The Mischna, which is the same to both Gemaras, together with one of the commentaries and glosses, called Mekilta and Massektoth, form either the Jerusalem or the Babylonish Talmud.

All the Jewish historians who speak of the compilation of the Gemara of Babylon, are almost unanimous on three points: that the Rabbi Ashi was the first to begin the compilation, but that death interrupted him before its completion; that he had for his assistant another doctor, the Rabbi Avina; and that a certain Rabbi Jose finished the work seventy-three years after the death of Rabbi Ashi. Rabbi Ashi is believed to have died A.D. 427, consequently the Babylonish Talmud was completed in A.D. 500.

St. Jerome (d. 420) was certainly acquainted with the Mischna, for he mentions it by name.81

St. Ephraem (d. 378) says:

“The Jews have had four sorts of traditions which they call Repetitions (δευτερώσεις). The first bear the name of Moses the Prophet; they attribute the second to a doctor named Akiba or Bar Akiba. The third pass for being those of a certain Andan or Annan, whom they call also Judas; and they maintain that the sons of Assamonaeus were the authors of the fourth. It is from these four sources that all those doctrines among them are derived, which, however futile they may be, by them are esteemed as the most profound science, and of which they speak with ostentation.”82

From this it appears that St. Ephraem was acquainted not only with the Mischna, but with the Gemara, then in process of formation.

Both the Jerusalem and the Babylonish Gemara, in their interpretations of the Mischna, mention Jesus and the apostles, or, at all events, have been supposed to do so. At the time when both Gemaras were drawn up, Christianity was the ruling religion in the Roman empire, and the Rabbis could hardly ignore any longer the Founder of the new religion. But their statements concerning Jesus are untrustworthy, because so late. Had they occurred in the Mischna, they might have deserved attention.

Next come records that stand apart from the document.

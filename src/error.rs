//! Error types for spotlaunch

use std::time::Duration;
use thiserror::Error;

/// Spotlaunch result type
pub type Result<T> = std::result::Result<T, SpotError>;

/// Errors that can occur while acquiring capacity or reporting prices
#[derive(Error, Debug)]
pub enum SpotError {
    /// AWS SDK error
    #[error("AWS error: {0}")]
    Aws(#[from] aws_sdk_ec2::Error),

    /// The provider rejected the initial spot request. Fatal, no retry:
    /// a malformed request will not succeed on a second attempt.
    #[error("spot request submission rejected: {0}")]
    Submission(#[source] aws_sdk_ec2::Error),

    /// A spot request entered a terminal non-active state. The whole
    /// batch is invalidated; no partial result is returned.
    #[error(
        "spot request {request_id} entered terminal state '{state}' (fault: {fault}; status: {status})"
    )]
    Acquisition {
        /// Provider-assigned spot request id
        request_id: String,
        /// Provider-reported state that caused the abort
        state: String,
        /// Provider fault message, verbatim
        fault: String,
        /// Provider status message, verbatim
        status: String,
    },

    /// Polling exceeded the maximum wait bound
    #[error("spot requests not fulfilled within {0:?}")]
    AcquisitionTimeout(Duration),

    /// The caller cancelled the acquisition mid-poll
    #[error("acquisition cancelled")]
    Cancelled,

    /// An instance-type identifier could not be parsed for ranking.
    /// Fatal for report generation: silently dropping a type would
    /// produce a misleading report.
    #[error("unrecognized instance type: {0}")]
    UnrecognizedInstanceType(String),

    /// No preset with the given name exists in the config file
    #[error("unknown instance preset: {0}")]
    UnknownPreset(String),

    /// Configuration error
    #[error("Configuration error: {0}")]
    Config(String),

    /// IO error
    #[error("IO error: {0}")]
    Io(#[from] std::io::Error),

    /// JSON serialization/deserialization error
    #[error("JSON error: {0}")]
    Json(#[from] serde_json::Error),
}

impl SpotError {
    /// Create a configuration error
    pub fn config(msg: impl Into<String>) -> Self {
        Self::Config(msg.into())
    }

    /// Convert from EC2 SDK error
    pub fn from_ec2<E>(err: E) -> Self
    where
        aws_sdk_ec2::Error: From<E>,
    {
        Self::Aws(aws_sdk_ec2::Error::from(err))
    }

    /// Convert from EC2 SDK error raised at submission time
    pub fn submission<E>(err: E) -> Self
    where
        aws_sdk_ec2::Error: From<E>,
    {
        Self::Submission(aws_sdk_ec2::Error::from(err))
    }
}
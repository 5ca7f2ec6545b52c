//! Provider seam for the spot market
//!
//! The acquisition state machine and the price report work through this
//! interface only, never through concrete SDK types. The production
//! implementation is [`crate::ec2::Ec2Market`]; tests drive the polling
//! loop with scripted implementations.

use async_trait::async_trait;

use crate::bid::{BidSpec, CapacityRequest};
use crate::error::Result;
use crate::pricing::PriceObservation;

/// Lifecycle state of a spot request, as reported by the provider.
///
/// Once a request leaves `Open` it never returns to it. The poller
/// trusts this provider contract and does not defend against regression.
#[derive(Debug, Clone, PartialEq, Eq)]
pub enum RequestState {
    /// Pending fulfillment
    Open,
    /// Fulfilled; an instance has been assigned
    Active,
    /// Any other provider state (closed, cancelled, failed, disabled).
    /// Carries the raw provider state string for error reporting.
    Terminal(String),
}

impl RequestState {
    /// Map a raw provider state string onto the request lifecycle
    pub fn from_provider(state: &str) -> Self {
        match state {
            "open" => Self::Open,
            "active" => Self::Active,
            other => Self::Terminal(other.to_string()),
        }
    }

    /// Check whether the request is still pending
    pub fn is_open(&self) -> bool {
        matches!(self, Self::Open)
    }
}

/// Snapshot of a spot request taken during one polling iteration
#[derive(Debug, Clone)]
pub struct SpotRequestStatus {
    /// Provider-assigned spot request id
    pub request_id: String,

    /// Current lifecycle state
    pub state: RequestState,

    /// Assigned instance id, present once the request is active
    pub instance_id: Option<String>,

    /// Provider fault message, if any
    pub fault: Option<String>,

    /// Provider status message, if any
    pub status_message: Option<String>,
}

/// Description of a launched instance
///
/// The public IP is assigned asynchronously by the provider and may
/// still be absent right after fulfillment.
#[derive(Debug, Clone)]
pub struct InstanceDescription {
    /// Instance id
    pub id: String,

    /// Instance type
    pub instance_type: String,

    /// Private IP address
    pub private_ip: Option<String>,

    /// Public IP address
    pub public_ip: Option<String>,
}

/// Spot-market operations the core logic depends on.
///
/// Status and describe queries are batched: one call covers all
/// outstanding requests, keeping the polling loop to a single provider
/// round-trip per iteration.
#[async_trait]
pub trait SpotMarket: Send + Sync {
    /// Submit a spot request batch, returning one handle per unit
    async fn submit_spot_requests(&self, spec: &BidSpec) -> Result<Vec<CapacityRequest>>;

    /// Query the current state of the given spot requests in one call
    async fn describe_spot_requests(&self, request_ids: &[String]) -> Result<Vec<SpotRequestStatus>>;

    /// Describe the given instances in one call
    async fn describe_instances(&self, instance_ids: &[String]) -> Result<Vec<InstanceDescription>>;

    /// Fetch recent spot price observations for a product description
    async fn price_history(&self, product: &str) -> Result<Vec<PriceObservation>>;
}

#[cfg(test)]
mod tests {
    use super::*;

    #[test]
    fn test_request_state_from_provider() {
        assert_eq!(RequestState::from_provider("open"), RequestState::Open);
        assert_eq!(RequestState::from_provider("active"), RequestState::Active);
        assert_eq!(
            RequestState::from_provider("closed"),
            RequestState::Terminal("closed".to_string())
        );
        assert_eq!(
            RequestState::from_provider("cancelled"),
            RequestState::Terminal("cancelled".to_string())
        );
        assert_eq!(
            RequestState::from_provider("failed"),
            RequestState::Terminal("failed".to_string())
        );
    }

    #[test]
    fn test_request_state_is_open() {
        assert!(RequestState::Open.is_open());
        assert!(!RequestState::Active.is_open());
        assert!(!RequestState::Terminal("closed".to_string()).is_open());
    }
}
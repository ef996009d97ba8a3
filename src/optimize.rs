//! Derivative-free local minimization.


/// Outcome of a local minimization.
#[derive(Clone,Debug,PartialEq)]
pub struct Minimum {
    pub point: Vec<f64>,
    pub value: f64,
    pub iterations: usize,
    pub evaluations: usize,
    /// Tolerances were met before the iteration cap and the result improves
    /// on the initial guess.
    pub converged: bool,
}


pub trait Minimizer: Sync {
    fn minimize(&self, objective: &dyn Fn(&[f64]) -> f64, initial: &[f64]) -> Minimum;
}


/// Nelder-Mead simplex search with the standard coefficients
/// (reflection 1, expansion 2, contraction 0.5, shrink 0.5).
#[derive(Clone,Debug)]
pub struct NelderMead {
    /// Iteration cap per run; `None` means `200 * n` for `n` parameters.
    pub max_iter: Option<usize>,
    /// Absolute tolerance on the simplex vertex spread.
    pub xatol: f64,
    /// Absolute tolerance on the objective spread over the simplex.
    pub fatol: f64,
    /// Additional runs started from the previous optimum with a fresh simplex.
    pub restarts: usize,
}

impl Default for NelderMead {
    fn default() -> Self {
	NelderMead {
	    max_iter: None,
	    xatol: 1e-4,
	    fatol: 1e-4,
	    restarts: 0,
	}
    }
}

const RHO: f64 = 1.0;
const CHI: f64 = 2.0;
const PSI: f64 = 0.5;
const SIGMA: f64 = 0.5;
const NONZERO_DELTA: f64 = 0.05;
const ZERO_DELTA: f64 = 0.00025;


impl NelderMead {

    fn run(&self, f: &dyn Fn(&[f64]) -> f64, start: &[f64], evaluations: &mut usize) -> (Vec<f64>, f64, usize, bool) {

	let n = start.len();
	let max_iter = self.max_iter.unwrap_or(200 * n);
	let mut eval = |x: &[f64]| { *evaluations += 1; f(x) };

	let mut simplex: Vec<(Vec<f64>, f64)> = Vec::with_capacity(n + 1);
	simplex.push((start.to_vec(), eval(start)));
	for k in 0..n {
	    let mut vertex = start.to_vec();
	    vertex[k] = match vertex[k] == 0.0 {
		true => ZERO_DELTA,
		false => vertex[k] * (1.0 + NONZERO_DELTA),
	    };
	    let value = eval(&vertex);
	    simplex.push((vertex, value));
	}
	sort_simplex(&mut simplex);

	let mut iterations = 0;
	let mut within_tolerance = false;

	while iterations < max_iter {

	    let (best, fbest) = &simplex[0];
	    let xspread = simplex[1..].iter().flat_map(
		|(v,_)| v.iter().zip(best).map(|(a,b)| (a - b).abs())
	    ).fold(0.0, f64::max);
	    let fspread = simplex[1..].iter().map(|(_,fv)| (fv - fbest).abs())
		.fold(0.0, f64::max);
	    if xspread <= self.xatol && fspread <= self.fatol {
		within_tolerance = true;
		break;
	    }

	    let centroid: Vec<f64> = (0..n).map(
		|i| simplex[..n].iter().map(|(v,_)| v[i]).sum::<f64>() / n as f64
	    ).collect();
	    let worst = simplex[n].0.clone();
	    let fworst = simplex[n].1;
	    let fsecond = simplex[n - 1].1;
	    let fbest = simplex[0].1;

	    let xr = affine(&centroid, &worst, RHO);
	    let fxr = eval(&xr);
	    let mut shrink = false;

	    if fxr < fbest {
		let xe = affine(&centroid, &worst, RHO * CHI);
		let fxe = eval(&xe);
		simplex[n] = match fxe < fxr {
		    true => (xe, fxe),
		    false => (xr, fxr),
		};
	    } else if fxr < fsecond {
		simplex[n] = (xr, fxr);
	    } else if fxr < fworst {
		let xc = affine(&centroid, &worst, PSI * RHO);
		let fxc = eval(&xc);
		match fxc <= fxr {
		    true => simplex[n] = (xc, fxc),
		    false => shrink = true,
		}
	    } else {
		let xcc = affine(&centroid, &worst, -PSI);
		let fxcc = eval(&xcc);
		match fxcc < fworst {
		    true => simplex[n] = (xcc, fxcc),
		    false => shrink = true,
		}
	    }

	    if shrink {
		let best = simplex[0].0.clone();
		for (vertex,value) in simplex[1..].iter_mut() {
		    for (x,b) in vertex.iter_mut().zip(&best) {
			*x = b + SIGMA * (*x - b);
		    }
		    *value = eval(vertex.as_slice());
		}
	    }

	    sort_simplex(&mut simplex);
	    iterations += 1;

	}

	let (point, value) = simplex.swap_remove(0);
	(point, value, iterations, within_tolerance)

    }

}

impl Minimizer for NelderMead {

    fn minimize(&self, objective: &dyn Fn(&[f64]) -> f64, initial: &[f64]) -> Minimum {

	let f = |x: &[f64]| match objective(x) {
	    v if v.is_nan() => f64::INFINITY,
	    v => v,
	};

	let mut evaluations = 0;
	let initial_value = f(initial);
	let (mut point, mut value, mut iterations, mut within_tolerance)
	    = self.run(&f, initial, &mut evaluations);

	for _ in 0..self.restarts {
	    let (p, v, i, t) = self.run(&f, &point, &mut evaluations);
	    iterations += i;
	    within_tolerance = t;
	    if v <= value {
		point = p;
		value = v;
	    }
	}

	let improved = value < initial_value || value == 0.0;
	Minimum {
	    converged: within_tolerance && improved && value.is_finite(),
	    point, value, iterations, evaluations,
	}

    }

}


/// `centroid + coef * (centroid - worst)`
fn affine(centroid: &[f64], worst: &[f64], coef: f64) -> Vec<f64> {
    centroid.iter().zip(worst).map(|(c,w)| c + coef * (c - w)).collect()
}

fn sort_simplex(simplex: &mut Vec<(Vec<f64>, f64)>) {
    simplex.sort_by(|a,b| a.1.total_cmp(&b.1));
}


#[cfg(test)]
mod tests {

    use super::*;
    use approx::assert_abs_diff_eq;

    fn rosenbrock(x: &[f64]) -> f64 {
	(1.0 - x[0]).powi(2) + 100.0 * (x[1] - x[0].powi(2)).powi(2)
    }

    #[test]
    fn finds_quadratic_minimum() {
	let nm = NelderMead::default();
	let res = nm.minimize(&|x: &[f64]| (x[0] - 3.0).powi(2) + (x[1] + 1.0).powi(2), &[0.0, 0.0]);
	assert!(res.converged);
	assert_abs_diff_eq!(res.point[0], 3.0, epsilon = 1e-3);
	assert_abs_diff_eq!(res.point[1], -1.0, epsilon = 1e-3);
    }

    #[test]
    fn finds_rosenbrock_minimum() {
	let nm = NelderMead { max_iter: Some(5000), xatol: 1e-8, fatol: 1e-10, restarts: 1 };
	let res = nm.minimize(&rosenbrock, &[-1.2, 1.0]);
	assert!(res.converged);
	assert_abs_diff_eq!(res.point[0], 1.0, epsilon = 1e-4);
	assert_abs_diff_eq!(res.point[1], 1.0, epsilon = 1e-4);
    }

    #[test]
    fn iteration_cap_reports_non_convergence() {
	let nm = NelderMead { max_iter: Some(3), ..Default::default() };
	let res = nm.minimize(&rosenbrock, &[-1.2, 1.0]);
	assert!(!res.converged);
	assert_eq!(res.iterations, 3);
    }

    #[test]
    fn nan_objective_is_not_converged() {
	let res = NelderMead::default().minimize(&|_: &[f64]| f64::NAN, &[1.0]);
	assert!(!res.converged);
	assert_eq!(res.value, f64::INFINITY);
    }

}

But before we consider the passages containing allusions to Jesus, it will be well to quote a very singular anecdote in the Jerusalem Gemara:83

“It happened that the cow of a Jew who was ploughing the ground began to low. An Arab (or a traveller) who was passing, and who understood the language of beasts, on hearing this lowing said to the labourer, ‘Son of a Jew! son of a Jew! loose thine ox and set it free from the plough, for the Temple is fallen.’ But as the ox lowed a second time, he said, ‘Son of a Jew! son of a Jew! yoke thy ox, join her to the plough, for the Messiah is born.’ ‘What is his name?’asked the Jew. ‘כובהס, the Consoler,’ replied the Arab. ‘And what is the name of his father?’ asked the Jew. ‘Hezekiah,’ answered the Arab. ‘And whence comes he?’ ‘From the royal palace of Bethlehem Juda.’ Then the Jew sold his ox and his plough, and becoming a seller of children's clothes went to Bethlehem, where he found the mother of the Consoler afflicted, because that, on the day he was born, the Temple had been destroyed. But the other women, to console her, said that her son, who had caused the ruin of the Temple, would speedily rebuild it. Some days after, she owned to the seller of children's clothes that the Consoler had been ravished from her, and that she knew not what had become of him. Rabbi Bun observes thereupon that there was no need to learn from an Arab that the Messiah would appear at the moment of the fall of the Temple, as the prophet Isaiah had predicted this very thing in the two verses, x. 34 and xi. 1, on the ruin of the Temple, and the cessation of the daily sacrifice, which took place at the siege by the Romans, or by the impious kingdom.”

 

This is a very curious story, and its appearance in the Talmud is somewhat difficult to understand.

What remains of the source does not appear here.